Work item
Show each line of the data below in which "ReasoningCache" occurs.
Segment Open
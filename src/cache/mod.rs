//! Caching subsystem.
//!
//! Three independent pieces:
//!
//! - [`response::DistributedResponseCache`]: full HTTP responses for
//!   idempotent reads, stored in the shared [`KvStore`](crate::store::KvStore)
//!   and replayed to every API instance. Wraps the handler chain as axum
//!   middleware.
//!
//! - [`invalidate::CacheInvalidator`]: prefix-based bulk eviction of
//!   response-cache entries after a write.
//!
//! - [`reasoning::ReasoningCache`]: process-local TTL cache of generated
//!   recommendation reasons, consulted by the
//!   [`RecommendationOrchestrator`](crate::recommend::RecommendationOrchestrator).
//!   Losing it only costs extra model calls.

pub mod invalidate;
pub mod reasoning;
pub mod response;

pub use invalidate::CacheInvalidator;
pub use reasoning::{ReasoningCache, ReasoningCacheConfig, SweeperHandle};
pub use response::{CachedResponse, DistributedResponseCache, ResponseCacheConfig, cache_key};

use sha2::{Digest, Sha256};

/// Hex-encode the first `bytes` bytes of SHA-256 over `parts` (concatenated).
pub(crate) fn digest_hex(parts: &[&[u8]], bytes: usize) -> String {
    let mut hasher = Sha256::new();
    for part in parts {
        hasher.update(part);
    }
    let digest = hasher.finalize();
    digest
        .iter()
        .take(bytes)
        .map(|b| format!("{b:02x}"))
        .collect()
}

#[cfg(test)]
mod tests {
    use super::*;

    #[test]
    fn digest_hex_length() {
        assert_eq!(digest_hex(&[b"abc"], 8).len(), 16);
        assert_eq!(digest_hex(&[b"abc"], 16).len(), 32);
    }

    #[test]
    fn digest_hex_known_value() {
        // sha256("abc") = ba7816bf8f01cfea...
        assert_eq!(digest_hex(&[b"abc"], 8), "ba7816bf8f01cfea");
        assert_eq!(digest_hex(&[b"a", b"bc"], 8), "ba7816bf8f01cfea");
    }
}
Segment Closed
Finished exercise
//! - [`reasoning::ReasoningCache`]: process-local TTL cache of generated
pub use reasoning::{ReasoningCache, ReasoningCacheConfig, SweeperHandle};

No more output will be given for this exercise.